● **Work instructions**
Whenever the word "subscriptions" appears in a line of the data below, copy that line.

[Collected data]
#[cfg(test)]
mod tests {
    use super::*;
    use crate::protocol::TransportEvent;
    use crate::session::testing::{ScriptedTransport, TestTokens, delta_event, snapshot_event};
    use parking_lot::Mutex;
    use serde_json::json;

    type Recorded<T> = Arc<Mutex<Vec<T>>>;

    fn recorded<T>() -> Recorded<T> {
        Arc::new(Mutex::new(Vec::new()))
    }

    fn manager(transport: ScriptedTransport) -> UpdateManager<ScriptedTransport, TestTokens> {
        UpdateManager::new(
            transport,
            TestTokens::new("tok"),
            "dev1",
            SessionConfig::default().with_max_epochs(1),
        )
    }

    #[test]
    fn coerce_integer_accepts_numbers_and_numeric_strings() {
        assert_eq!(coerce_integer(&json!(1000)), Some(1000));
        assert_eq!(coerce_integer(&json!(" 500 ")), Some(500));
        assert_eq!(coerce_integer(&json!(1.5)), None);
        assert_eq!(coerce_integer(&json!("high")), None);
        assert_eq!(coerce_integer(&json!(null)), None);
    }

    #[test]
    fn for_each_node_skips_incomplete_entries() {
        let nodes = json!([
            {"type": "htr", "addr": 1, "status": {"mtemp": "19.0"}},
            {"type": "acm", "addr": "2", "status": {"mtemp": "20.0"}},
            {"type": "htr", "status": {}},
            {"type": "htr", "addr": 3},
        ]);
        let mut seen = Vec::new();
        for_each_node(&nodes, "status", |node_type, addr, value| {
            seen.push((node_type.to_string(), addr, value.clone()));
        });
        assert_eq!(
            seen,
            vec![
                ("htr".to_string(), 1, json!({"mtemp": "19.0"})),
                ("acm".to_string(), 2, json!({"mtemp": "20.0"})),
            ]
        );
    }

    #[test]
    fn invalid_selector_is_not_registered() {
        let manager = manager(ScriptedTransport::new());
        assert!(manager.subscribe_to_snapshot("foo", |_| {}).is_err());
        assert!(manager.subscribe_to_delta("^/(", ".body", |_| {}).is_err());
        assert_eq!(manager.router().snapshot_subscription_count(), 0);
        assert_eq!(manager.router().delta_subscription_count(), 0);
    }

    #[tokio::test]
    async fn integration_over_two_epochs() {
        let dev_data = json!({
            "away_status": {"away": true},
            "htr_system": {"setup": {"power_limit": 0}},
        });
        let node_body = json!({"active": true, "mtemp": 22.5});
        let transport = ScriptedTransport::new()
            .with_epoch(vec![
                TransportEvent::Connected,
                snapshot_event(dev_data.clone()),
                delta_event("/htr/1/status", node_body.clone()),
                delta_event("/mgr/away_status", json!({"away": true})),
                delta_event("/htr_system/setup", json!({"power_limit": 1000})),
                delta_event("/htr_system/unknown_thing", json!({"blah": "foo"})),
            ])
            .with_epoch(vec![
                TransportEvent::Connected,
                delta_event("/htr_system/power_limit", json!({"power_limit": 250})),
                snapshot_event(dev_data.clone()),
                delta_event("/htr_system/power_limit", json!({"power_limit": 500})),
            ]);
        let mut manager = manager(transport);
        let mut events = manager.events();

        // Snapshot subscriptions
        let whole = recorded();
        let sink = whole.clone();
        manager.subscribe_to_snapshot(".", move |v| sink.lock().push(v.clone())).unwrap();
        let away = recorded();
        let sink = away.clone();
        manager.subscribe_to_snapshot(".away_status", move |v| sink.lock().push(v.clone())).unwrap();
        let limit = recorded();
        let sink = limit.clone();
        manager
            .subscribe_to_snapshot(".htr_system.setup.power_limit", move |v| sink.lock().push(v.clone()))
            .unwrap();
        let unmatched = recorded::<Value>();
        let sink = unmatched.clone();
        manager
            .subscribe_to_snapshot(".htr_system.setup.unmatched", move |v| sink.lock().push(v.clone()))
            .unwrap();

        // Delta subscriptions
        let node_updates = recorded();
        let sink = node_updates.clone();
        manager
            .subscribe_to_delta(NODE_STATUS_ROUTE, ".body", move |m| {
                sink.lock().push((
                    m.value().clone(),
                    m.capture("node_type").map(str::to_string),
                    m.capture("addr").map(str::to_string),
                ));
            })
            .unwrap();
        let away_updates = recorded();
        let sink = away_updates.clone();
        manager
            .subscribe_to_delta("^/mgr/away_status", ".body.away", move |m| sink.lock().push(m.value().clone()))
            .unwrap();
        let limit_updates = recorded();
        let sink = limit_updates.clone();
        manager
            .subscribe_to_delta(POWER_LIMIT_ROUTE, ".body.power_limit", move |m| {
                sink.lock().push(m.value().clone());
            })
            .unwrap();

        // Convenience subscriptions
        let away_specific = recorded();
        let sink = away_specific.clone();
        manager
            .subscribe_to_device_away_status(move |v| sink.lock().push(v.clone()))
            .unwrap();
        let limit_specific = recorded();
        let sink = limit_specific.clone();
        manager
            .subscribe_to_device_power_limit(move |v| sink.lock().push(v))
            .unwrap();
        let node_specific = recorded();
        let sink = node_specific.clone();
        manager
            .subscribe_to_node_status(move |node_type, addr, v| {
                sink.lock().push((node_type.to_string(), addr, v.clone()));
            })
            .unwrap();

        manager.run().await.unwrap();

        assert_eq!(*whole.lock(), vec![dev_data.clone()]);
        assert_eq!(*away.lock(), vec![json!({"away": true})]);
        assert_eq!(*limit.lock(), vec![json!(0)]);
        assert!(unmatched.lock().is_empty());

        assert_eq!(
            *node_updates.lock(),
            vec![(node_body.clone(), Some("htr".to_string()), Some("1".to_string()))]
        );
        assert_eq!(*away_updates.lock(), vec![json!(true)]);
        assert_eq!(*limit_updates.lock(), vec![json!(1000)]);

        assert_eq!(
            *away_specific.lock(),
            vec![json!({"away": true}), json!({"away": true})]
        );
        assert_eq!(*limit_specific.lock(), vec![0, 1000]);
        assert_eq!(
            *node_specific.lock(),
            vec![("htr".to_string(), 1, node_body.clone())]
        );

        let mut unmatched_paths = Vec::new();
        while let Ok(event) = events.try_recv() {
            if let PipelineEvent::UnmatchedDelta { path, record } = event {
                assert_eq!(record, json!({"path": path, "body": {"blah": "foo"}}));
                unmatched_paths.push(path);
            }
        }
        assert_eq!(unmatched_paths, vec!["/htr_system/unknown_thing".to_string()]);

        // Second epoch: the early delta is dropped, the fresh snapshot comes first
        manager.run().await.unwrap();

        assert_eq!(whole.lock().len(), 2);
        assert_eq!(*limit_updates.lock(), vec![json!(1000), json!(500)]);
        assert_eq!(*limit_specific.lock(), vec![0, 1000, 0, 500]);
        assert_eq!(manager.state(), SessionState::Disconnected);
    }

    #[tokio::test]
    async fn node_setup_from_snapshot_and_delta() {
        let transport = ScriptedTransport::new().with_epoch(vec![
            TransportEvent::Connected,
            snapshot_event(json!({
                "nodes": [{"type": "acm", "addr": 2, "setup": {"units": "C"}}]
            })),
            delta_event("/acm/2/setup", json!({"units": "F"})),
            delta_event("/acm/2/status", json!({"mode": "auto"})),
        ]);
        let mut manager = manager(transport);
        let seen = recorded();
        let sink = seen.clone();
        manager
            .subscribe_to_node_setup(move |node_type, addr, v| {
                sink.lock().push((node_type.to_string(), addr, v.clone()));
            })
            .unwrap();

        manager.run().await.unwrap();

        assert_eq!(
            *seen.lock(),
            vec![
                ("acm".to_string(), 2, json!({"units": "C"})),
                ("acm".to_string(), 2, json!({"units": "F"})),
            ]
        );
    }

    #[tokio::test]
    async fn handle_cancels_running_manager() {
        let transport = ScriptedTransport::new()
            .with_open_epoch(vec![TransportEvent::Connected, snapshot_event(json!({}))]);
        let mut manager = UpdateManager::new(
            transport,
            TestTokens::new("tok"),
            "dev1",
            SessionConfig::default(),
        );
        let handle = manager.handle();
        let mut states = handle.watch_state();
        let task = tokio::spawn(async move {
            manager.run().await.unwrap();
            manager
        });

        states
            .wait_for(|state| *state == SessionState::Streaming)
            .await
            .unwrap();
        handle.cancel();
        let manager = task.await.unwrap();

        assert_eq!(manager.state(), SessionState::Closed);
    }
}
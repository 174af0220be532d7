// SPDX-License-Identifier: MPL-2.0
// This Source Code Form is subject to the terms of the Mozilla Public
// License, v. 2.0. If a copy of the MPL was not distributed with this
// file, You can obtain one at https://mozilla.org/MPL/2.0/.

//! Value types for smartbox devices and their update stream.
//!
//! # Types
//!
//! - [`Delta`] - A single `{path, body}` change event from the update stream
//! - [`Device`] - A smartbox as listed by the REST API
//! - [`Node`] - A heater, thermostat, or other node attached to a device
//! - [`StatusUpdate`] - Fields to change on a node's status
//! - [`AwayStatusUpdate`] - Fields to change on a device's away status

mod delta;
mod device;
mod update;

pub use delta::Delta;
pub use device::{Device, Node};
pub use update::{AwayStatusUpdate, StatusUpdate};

● **Solved exercise**
        // Snapshot subscriptions
        // Delta subscriptions
        // Convenience subscriptions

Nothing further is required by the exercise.